═══ Information supplied ═══

//! Load the reference ingredient and tag catalogs into the database
//!
//! Reads `data/ingredients.json` and `data/tags.json` (paths overridable
//! via the first two arguments) and inserts rows that are not already
//! there. Safe to run repeatedly.

use anyhow::{Context, Result};
use serde::Deserialize;
use sqlx::PgPool;
use std::path::Path;
use tracing::{Level, info};
use tracing_subscriber::FmtSubscriber;

use common::database::{DatabaseConfig, init_pool};

#[derive(Debug, Deserialize)]
struct IngredientRecord {
    name: String,
    measurement_unit: String,
}

#[derive(Debug, Deserialize)]
struct TagRecord {
    name: String,
    slug: String,
}

#[tokio::main]
async fn main() -> Result<()> {
    let subscriber = FmtSubscriber::builder()
        .with_max_level(Level::INFO)
        .finish();

    tracing::subscriber::set_global_default(subscriber).expect("setting default subscriber failed");

    let mut args = std::env::args().skip(1);
    let ingredients_path = args.next().unwrap_or_else(|| "data/ingredients.json".to_string());
    let tags_path = args.next().unwrap_or_else(|| "data/tags.json".to_string());

    let db_config = DatabaseConfig::from_env()?;
    let pool = init_pool(&db_config).await?;

    let imported = import_ingredients(&pool, Path::new(&ingredients_path)).await?;
    info!("Imported {} ingredients from {}", imported, ingredients_path);

    let imported = import_tags(&pool, Path::new(&tags_path)).await?;
    info!("Imported {} tags from {}", imported, tags_path);

    Ok(())
}

async fn import_ingredients(pool: &PgPool, path: &Path) -> Result<u64> {
    let raw = std::fs::read_to_string(path)
        .with_context(|| format!("reading {}", path.display()))?;
    let records: Vec<IngredientRecord> =
        serde_json::from_str(&raw).with_context(|| format!("parsing {}", path.display()))?;

    let mut imported = 0;
    for record in &records {
        let result = sqlx::query(
            r#"
            INSERT INTO ingredients (name, measurement_unit)
            VALUES ($1, $2)
            ON CONFLICT DO NOTHING
            "#,
        )
        .bind(&record.name)
        .bind(&record.measurement_unit)
        .execute(pool)
        .await?;

        imported += result.rows_affected();
    }

    Ok(imported)
}

async fn import_tags(pool: &PgPool, path: &Path) -> Result<u64> {
    let raw = std::fs::read_to_string(path)
        .with_context(|| format!("reading {}", path.display()))?;
    let records: Vec<TagRecord> =
        serde_json::from_str(&raw).with_context(|| format!("parsing {}", path.display()))?;

    let mut imported = 0;
    for record in &records {
        let result =
            sqlx::query("INSERT INTO tags (name, slug) VALUES ($1, $2) ON CONFLICT DO NOTHING")
                .bind(&record.name)
                .bind(&record.slug)
                .execute(pool)
                .await?;

        imported += result.rows_affected();
    }

    Ok(imported)
}
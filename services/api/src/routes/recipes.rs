//! Recipe handlers: CRUD, list toggles, the shopping-list download, and
//! short links

use axum::{
    Json,
    extract::{Path, State},
    http::{StatusCode, header},
    response::{IntoResponse, Redirect},
};
use axum_extra::extract::Query as MultiQuery;
use serde_json::json;
use uuid::Uuid;

use crate::{
    error::ApiError,
    middleware::{CurrentUser, MaybeUser},
    models::clamp_paging,
    models::recipe::{RecipeQuery, RecipeRequest},
    models::user::User,
    repositories::RecipeListKind,
    state::AppState,
};

/// Get recipes with filtering and pagination
///
/// The `tags` filter accumulates across repeated query keys, hence the
/// multi-value extractor.
pub async fn list(
    State(state): State<AppState>,
    MaybeUser(viewer): MaybeUser,
    MultiQuery(query): MultiQuery<RecipeQuery>,
) -> Result<impl IntoResponse, ApiError> {
    let paging = clamp_paging(query.page, query.limit, state.config.page_size);
    let page = state.recipes.list(viewer.as_ref(), &query, paging).await?;

    Ok(Json(page))
}

/// Create a recipe
pub async fn create(
    State(state): State<AppState>,
    CurrentUser(author): CurrentUser,
    Json(payload): Json<RecipeRequest>,
) -> Result<impl IntoResponse, ApiError> {
    let recipe = state.recipes.create(&author, &payload).await?;

    Ok((StatusCode::CREATED, Json(recipe)))
}

/// Get a recipe's full representation
pub async fn detail(
    State(state): State<AppState>,
    MaybeUser(viewer): MaybeUser,
    Path(id): Path<Uuid>,
) -> Result<impl IntoResponse, ApiError> {
    let recipe = state.recipes.detail(id, viewer.as_ref()).await?;

    Ok(Json(recipe))
}

/// Update a recipe; only its author (or staff) may
pub async fn update(
    State(state): State<AppState>,
    CurrentUser(caller): CurrentUser,
    Path(id): Path<Uuid>,
    Json(payload): Json<RecipeRequest>,
) -> Result<impl IntoResponse, ApiError> {
    let recipe = state.recipes.update(&caller, id, &payload).await?;

    Ok(Json(recipe))
}

/// Delete a recipe; only its author (or staff) may
pub async fn delete(
    State(state): State<AppState>,
    CurrentUser(caller): CurrentUser,
    Path(id): Path<Uuid>,
) -> Result<impl IntoResponse, ApiError> {
    state.recipes.delete(&caller, id).await?;

    Ok(StatusCode::NO_CONTENT)
}

/// Add the recipe to one of the caller's lists and return its short view
async fn add_to_list(
    state: &AppState,
    kind: RecipeListKind,
    caller: &User,
    recipe_id: Uuid,
) -> Result<impl IntoResponse + use<>, ApiError> {
    // 404 for an unknown recipe, before the insert can report 400.
    let short = state.recipes.short(recipe_id).await?;
    state.recipe_lists.add(kind, caller.id, recipe_id).await?;

    Ok((StatusCode::CREATED, Json(short)))
}

/// Remove the recipe from one of the caller's lists
async fn remove_from_list(
    state: &AppState,
    kind: RecipeListKind,
    caller: &User,
    recipe_id: Uuid,
) -> Result<impl IntoResponse + use<>, ApiError> {
    if !state.recipes.exists(recipe_id).await? {
        return Err(ApiError::NotFound("Recipe"));
    }
    state
        .recipe_lists
        .remove(kind, caller.id, recipe_id)
        .await?;

    Ok(StatusCode::NO_CONTENT)
}

/// Add a recipe to the caller's favorites
pub async fn add_favorite(
    State(state): State<AppState>,
    CurrentUser(caller): CurrentUser,
    Path(id): Path<Uuid>,
) -> Result<impl IntoResponse, ApiError> {
    add_to_list(&state, RecipeListKind::Favorites, &caller, id).await
}

/// Remove a recipe from the caller's favorites
pub async fn remove_favorite(
    State(state): State<AppState>,
    CurrentUser(caller): CurrentUser,
    Path(id): Path<Uuid>,
) -> Result<impl IntoResponse, ApiError> {
    remove_from_list(&state, RecipeListKind::Favorites, &caller, id).await
}

/// Add a recipe to the caller's shopping cart
pub async fn add_to_cart(
    State(state): State<AppState>,
    CurrentUser(caller): CurrentUser,
    Path(id): Path<Uuid>,
) -> Result<impl IntoResponse, ApiError> {
    add_to_list(&state, RecipeListKind::ShoppingCart, &caller, id).await
}

/// Remove a recipe from the caller's shopping cart
pub async fn remove_from_cart(
    State(state): State<AppState>,
    CurrentUser(caller): CurrentUser,
    Path(id): Path<Uuid>,
) -> Result<impl IntoResponse, ApiError> {
    remove_from_list(&state, RecipeListKind::ShoppingCart, &caller, id).await
}

/// Download the caller's aggregated shopping list as a text attachment
pub async fn download_shopping_cart(
    State(state): State<AppState>,
    CurrentUser(caller): CurrentUser,
) -> Result<impl IntoResponse, ApiError> {
    let (filename, report) = state.shopping_list.build(&caller).await?;

    Ok((
        [
            (header::CONTENT_TYPE, "text/plain; charset=utf-8".to_string()),
            (
                header::CONTENT_DISPOSITION,
                format!("attachment; filename=\"{}\"", filename),
            ),
        ],
        report,
    ))
}

/// Get a short link for a recipe
pub async fn get_link(
    State(state): State<AppState>,
    Path(id): Path<Uuid>,
) -> Result<impl IntoResponse, ApiError> {
    if !state.recipes.exists(id).await? {
        return Err(ApiError::NotFound("Recipe"));
    }

    Ok(Json(json!({
        "short-link": format!("{}/s/{}", state.config.base_url, id)
    })))
}

/// Resolve a short link to the recipe's page
pub async fn short_link_redirect(
    State(state): State<AppState>,
    Path(id): Path<Uuid>,
) -> Result<impl IntoResponse, ApiError> {
    if !state.recipes.exists(id).await? {
        return Err(ApiError::NotFound("Recipe"));
    }

    Ok(Redirect::to(&format!("/recipes/{}/", id)))
}
//! Domain services coordinating validation, storage, and presentation

pub mod recipes;
pub mod shopping_list;
pub mod subscriptions;

pub use recipes::RecipeService;
pub use shopping_list::ShoppingListService;
pub use subscriptions::SubscriptionService;
//! Common library for the Ladle services
//!
//! This crate provides the infrastructure shared by the Ladle services:
//! PostgreSQL connection pooling, health checks, and the database error
//! types.
//!
//! ```rust,no_run
//! use common::database::{DatabaseConfig, health_check, init_pool};
//!
//! #[tokio::main]
//! async fn main() -> Result<(), Box<dyn std::error::Error>> {
//!     let config = DatabaseConfig::from_env()?;
//!     let pool = init_pool(&config).await?;
//!     println!("database reachable: {}", health_check(&pool).await?);
//!     Ok(())
//! }
//! ```

pub mod database;
pub mod error;
//! Login and logout handlers

use axum::{Json, extract::State, http::StatusCode, response::IntoResponse};
use tracing::warn;

use crate::{
    error::ApiError,
    middleware::CurrentUser,
    models::user::{LoginRequest, TokenResponse},
    state::AppState,
};

/// Issue a token for valid credentials
pub async fn login(
    State(state): State<AppState>,
    Json(payload): Json<LoginRequest>,
) -> Result<impl IntoResponse, ApiError> {
    let user = state
        .users
        .find_by_email(&payload.email)
        .await?
        .ok_or(ApiError::InvalidCredentials)?;

    if !state.users.verify_password(&user, &payload.password).await? {
        warn!("Failed login attempt for user {}", user.id);
        return Err(ApiError::InvalidCredentials);
    }

    let auth_token = state.tokens.issue(user.id).await?;

    Ok(Json(TokenResponse { auth_token }))
}

/// Revoke the caller's tokens
pub async fn logout(
    State(state): State<AppState>,
    CurrentUser(user): CurrentUser,
) -> Result<impl IntoResponse, ApiError> {
    state.tokens.revoke_all(user.id).await?;

    Ok(StatusCode::NO_CONTENT)
}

═══

■ Task statement ■
Your reply should consist of one number: how many lines in the entries contain the string "services".

■ Result of this task ■
4